REQUIRED WORK:
Check the records below for the word "Each" and state how many lines contain it, replying with the number only.

[Saved entries]
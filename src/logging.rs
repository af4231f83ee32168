use tracing_subscriber::{fmt::format::FmtSpan, prelude::*, EnvFilter, Registry};

/// What we log when `RUST_LOG` says nothing.  Per-request chatter stays quiet
/// unless asked for; query failures still show up.
const DEFAULT_FILTER: &str = "ninja_browse=warn";

/// Initialize logging to stderr.  If the environment variable `RUST_LOG` is
/// set to a non-empty value it is used as the filter, otherwise only warnings
/// from this crate are shown.  Calling this more than once is harmless.
pub fn init_logging() {
    let env_filter = match std::env::var("RUST_LOG") {
        // An empty RUST_LOG is treated the same as an unset one; shell
        // wrappers frequently export it unconditionally.
        Ok(rustlog) if !rustlog.is_empty() => {
            EnvFilter::try_from_default_env().unwrap_or_else(|_| EnvFilter::new(DEFAULT_FILTER))
        }
        _ => EnvFilter::new(DEFAULT_FILTER),
    };

    let layer = tracing_subscriber::fmt::layer()
        .with_span_events(FmtSpan::CLOSE)
        .compact()
        // The output lands in a terminal next to the "server running" line
        // or in a captured log, neither of which wants ANSI or wall time.
        .with_ansi(false)
        .without_time()
        .with_writer(std::io::stderr)
        .with_filter(env_filter);

    // A global subscriber may already be installed (tests, embedding); keep
    // the existing one in that case.
    let _ = Registry::default().with(layer).try_init();
}
//! Serve a browsable view of a ninja build graph: every page shows one node,
//! how it is built and what consumes it, with links to its neighbours.

#[macro_use]
extern crate tracing;

pub mod browser;
pub mod config;
pub mod error;
pub mod logging;
pub mod output;
pub mod parse;
pub mod query;
pub mod render;
pub mod server;
pub mod url_encode_path;

#[cfg(test)]
mod utils;
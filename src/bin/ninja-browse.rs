use clap::Parser;
use ninja_browse::{
    config::{Args, BrowseConfig},
    logging::init_logging,
    server::serve,
};

#[tokio::main]
async fn main() -> anyhow::Result<()> {
    init_logging();

    let config = BrowseConfig::from(Args::parse());
    serve(config).await
}
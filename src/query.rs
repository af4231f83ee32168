use std::{process::Stdio, sync::Arc};

use async_trait::async_trait;
use tokio::{process::Command, time::timeout};

use crate::config::BrowseConfig;
use crate::error::{BrowseError, Result};

fn latin1_to_string(bytes: &[u8]) -> String {
    bytes.iter().map(|&c| c as char).collect()
}

/// Paths in a build graph are bytes; decode them as UTF-8 when we can.  Each
/// line stands on its own, so one non-UTF-8 path falls back to Latin-1 without
/// mangling the UTF-8 names around it.
pub fn decode_bytes(bytes: Vec<u8>) -> String {
    match String::from_utf8(bytes) {
        Ok(s) => s,
        Err(err) => {
            let bytes = err.into_bytes();
            bytes
                .split(|&b| b == b'\n')
                .map(|line| match std::str::from_utf8(line) {
                    Ok(s) => s.to_string(),
                    Err(_) => latin1_to_string(line),
                })
                .collect::<Vec<_>>()
                .join("\n")
        }
    }
}

/// Source of `-t query` output.  The router only talks to this trait so the
/// real subprocess can be swapped out.
#[async_trait]
pub trait GraphQuery {
    /// Return the full query block describing `target`.  Implementations must
    /// never hand back output from an invocation that failed.
    async fn query(&self, target: &str) -> Result<String>;
}

pub type SharedQuery = Arc<dyn GraphQuery + Send + Sync>;

/// Runs the configured ninja binary once per query.
pub struct NinjaQuery {
    config: Arc<BrowseConfig>,
}

impl NinjaQuery {
    pub fn new(config: Arc<BrowseConfig>) -> NinjaQuery {
        NinjaQuery { config }
    }
}

/// Ninja reports a node it doesn't know either as `<target> unknown` on
/// stdout or as `ninja: error: unknown target '<target>'` on stderr,
/// depending on the version.
fn is_unknown_target(target: &str, stdout: &str, stderr: &str) -> bool {
    stdout.trim() == format!("{} unknown", target) || stderr.contains("unknown target")
}

#[async_trait]
impl GraphQuery for NinjaQuery {
    async fn query(&self, target: &str) -> Result<String> {
        let tool = &self.config.tool;
        let mut command = Command::new(tool);
        command
            .args(self.config.query_args(target))
            .stdin(Stdio::null())
            .kill_on_drop(true);

        debug!(tool = %tool.display(), node = target, "running query");

        let output = match self.config.query_timeout {
            Some(limit) => match timeout(limit, command.output()).await {
                Ok(output) => output,
                Err(_) => {
                    return Err(BrowseError::query_failure(
                        target,
                        format!("no answer after {} seconds", limit.as_secs_f64()),
                    ));
                }
            },
            None => command.output().await,
        }
        .map_err(|err| {
            BrowseError::query_failure(target, format!("could not run {}: {}", tool.display(), err))
        })?;

        let stdout = decode_bytes(output.stdout);
        if !output.status.success() {
            let stderr = decode_bytes(output.stderr);
            if is_unknown_target(target, &stdout, &stderr) {
                return Err(BrowseError::UnknownTarget(target.to_string()));
            }
            let detail = if stderr.trim().is_empty() {
                stdout.trim()
            } else {
                stderr.trim()
            };
            return Err(BrowseError::query_failure(
                target,
                format!("{} exited with {}: {}", tool.display(), output.status, detail),
            ));
        }

        if stdout.trim().is_empty() {
            return Err(BrowseError::query_failure(
                target,
                format!("{} printed nothing", tool.display()),
            ));
        }

        Ok(stdout)
    }
}
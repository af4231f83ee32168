//! Parser for the text printed by `ninja -t query <target>`.
//!
//! The output for a single node looks like:
//!
//! ```text
//! foo.o:
//!   input: cc
//!     foo.c
//!     foo.h
//!   output: link
//!     foo
//! ```
//!
//! The `input:` section is absent for source files and there may be any
//! number of `output:` sections, one per edge that consumes the node.

use std::iter::Peekable;

use serde::Serialize;

use crate::error::MalformedOutput;

const INPUT_MARKER: &str = "  input:";
const INPUT_PREFIX: &str = "  input: ";
const OUTPUT_PREFIX: &str = "  output: ";
const CONTINUATION_INDENT: &str = "    ";

/// One node of the build graph as described by the query tool.
#[derive(Debug, Clone, PartialEq, Eq, Serialize)]
pub struct NodeRecord {
    pub name: String,
    /// The rule of the edge that produces this node, if any.
    pub producing_rule: Option<String>,
    /// Inputs of the producing edge.  Always empty when `producing_rule` is
    /// `None`.
    pub inputs: Vec<String>,
    pub outputs: Vec<OutputGroup>,
}

/// An edge that consumes the node, named by its rule, along with everything
/// that edge produces.
#[derive(Debug, Clone, PartialEq, Eq, Serialize)]
pub struct OutputGroup {
    pub consuming_rule: String,
    pub dependents: Vec<String>,
}

/// Lines of the block paired with their 1-based line numbers.
struct Lines<'a> {
    inner: Peekable<Box<dyn Iterator<Item = (usize, &'a str)> + 'a>>,
}

impl<'a> Lines<'a> {
    fn new(text: &'a str) -> Lines<'a> {
        // The tool ends its output with a newline; anything after the last
        // non-blank line is not part of the block.
        let numbered: Box<dyn Iterator<Item = (usize, &'a str)> + 'a> = Box::new(
            text.trim_end()
                .lines()
                .enumerate()
                .map(|(i, line)| (i + 1, line)),
        );
        Lines {
            inner: numbered.peekable(),
        }
    }

    fn peek_starts_with(&mut self, prefix: &str) -> bool {
        matches!(self.inner.peek(), Some((_, line)) if line.starts_with(prefix))
    }

    fn next(&mut self) -> Option<(usize, &'a str)> {
        self.inner.next()
    }

    /// Pop the run of indented continuation lines that follows a section
    /// header.
    fn take_continuations(&mut self) -> Vec<String> {
        let mut names = vec![];
        while self.peek_starts_with(CONTINUATION_INDENT) {
            if let Some((_, line)) = self.inner.next() {
                names.push(line.trim().to_string());
            }
        }
        names
    }
}

fn malformed(line_number: usize, line: &str, expected: &'static str) -> MalformedOutput {
    MalformedOutput {
        line_number,
        line: line.to_string(),
        expected,
    }
}

/// Strip `prefix` from a section header, insisting on a non-empty rule name.
fn section_rule(
    line_number: usize,
    line: &str,
    prefix: &str,
    expected: &'static str,
) -> Result<String, MalformedOutput> {
    match line.strip_prefix(prefix) {
        Some(rule) if !rule.trim().is_empty() => Ok(rule.trim().to_string()),
        _ => Err(malformed(line_number, line, expected)),
    }
}

pub fn parse(text: &str) -> Result<NodeRecord, MalformedOutput> {
    let mut lines = Lines::new(text);

    let name = match lines.next() {
        None => return Err(malformed(0, "", "a node name")),
        Some((line_number, line)) => match line.strip_suffix(':') {
            Some(name) if !name.is_empty() => name.to_string(),
            _ => {
                return Err(malformed(
                    line_number,
                    line,
                    "a node name followed by a colon",
                ))
            }
        },
    };

    let mut producing_rule = None;
    let mut inputs = vec![];
    if lines.peek_starts_with(INPUT_MARKER) {
        if let Some((line_number, line)) = lines.next() {
            producing_rule = Some(section_rule(
                line_number,
                line,
                INPUT_PREFIX,
                "`  input: <rule>`",
            )?);
            inputs = lines.take_continuations();
        }
    }

    let mut outputs = vec![];
    while let Some((line_number, line)) = lines.next() {
        let consuming_rule = section_rule(line_number, line, OUTPUT_PREFIX, "`  output: <rule>`")?;
        let dependents = lines.take_continuations();
        outputs.push(OutputGroup {
            consuming_rule,
            dependents,
        });
    }

    Ok(NodeRecord {
        name,
        producing_rule,
        inputs,
        outputs,
    })
}
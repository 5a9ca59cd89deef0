// =============================================================================
// Deep Analysis
// =============================================================================
//
// Runs every institutional-grade analyzer over the daily history.  Each slot
// is independent and stays `None` when its analyzer has too little data; the
// correlation slot also needs a benchmark series.

use serde::Serialize;
use tracing::debug;

use crate::layers::correlation::{analyze_correlations, CorrelationAnalysis};
use crate::layers::liquidity::{analyze_liquidity, LiquidityAnalysis};
use crate::layers::microstructure::{analyze_microstructure, Microstructure};
use crate::layers::order_flow::{analyze_order_flow, OrderFlowAnalysis};
use crate::layers::regime::{detect_regime, RegimeDetection};
use crate::layers::seasonality::{analyze_seasonality, SeasonalityAnalysis};
use crate::layers::smart_money::{analyze_smart_money, SmartMoneyAnalysis};
use crate::layers::volatility::{volatility_surface, VolatilitySurface};
use crate::market_data::Bar;

#[derive(Debug, Clone, Default, PartialEq, Serialize)]
pub struct DeepAnalysis {
    pub order_flow: Option<OrderFlowAnalysis>,
    pub microstructure: Option<Microstructure>,
    pub regime: Option<RegimeDetection>,
    pub volatility_surface: Option<VolatilitySurface>,
    pub liquidity: Option<LiquidityAnalysis>,
    pub smart_money: Option<SmartMoneyAnalysis>,
    pub correlation: Option<CorrelationAnalysis>,
    pub seasonality: Option<SeasonalityAnalysis>,
}

impl DeepAnalysis {
    /// Number of analyzers that produced a result.
    pub fn available(&self) -> usize {
        [
            self.order_flow.is_some(),
            self.microstructure.is_some(),
            self.regime.is_some(),
            self.volatility_surface.is_some(),
            self.liquidity.is_some(),
            self.smart_money.is_some(),
            self.correlation.is_some(),
            self.seasonality.is_some(),
        ]
        .iter()
        .filter(|&&x| x)
        .count()
    }
}

pub fn compute_deep(bars: &[Bar], market: &[Bar]) -> DeepAnalysis {
    let deep = DeepAnalysis {
        order_flow: analyze_order_flow(bars),
        microstructure: analyze_microstructure(bars),
        regime: detect_regime(bars),
        volatility_surface: volatility_surface(bars),
        liquidity: analyze_liquidity(bars),
        smart_money: analyze_smart_money(bars),
        correlation: analyze_correlations(bars, market),
        seasonality: analyze_seasonality(bars),
    };

    debug!(
        bars = bars.len(),
        benchmark_bars = market.len(),
        available = deep.available(),
        order_flow = ?deep.order_flow.as_ref().map(|o| o.score),
        smart_money = ?deep.smart_money.as_ref().map(|s| s.score),
        liquidity = ?deep.liquidity.as_ref().map(|l| l.score),
        "Deep analysis complete"
    );

    deep
}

ANSWER SPACE:
2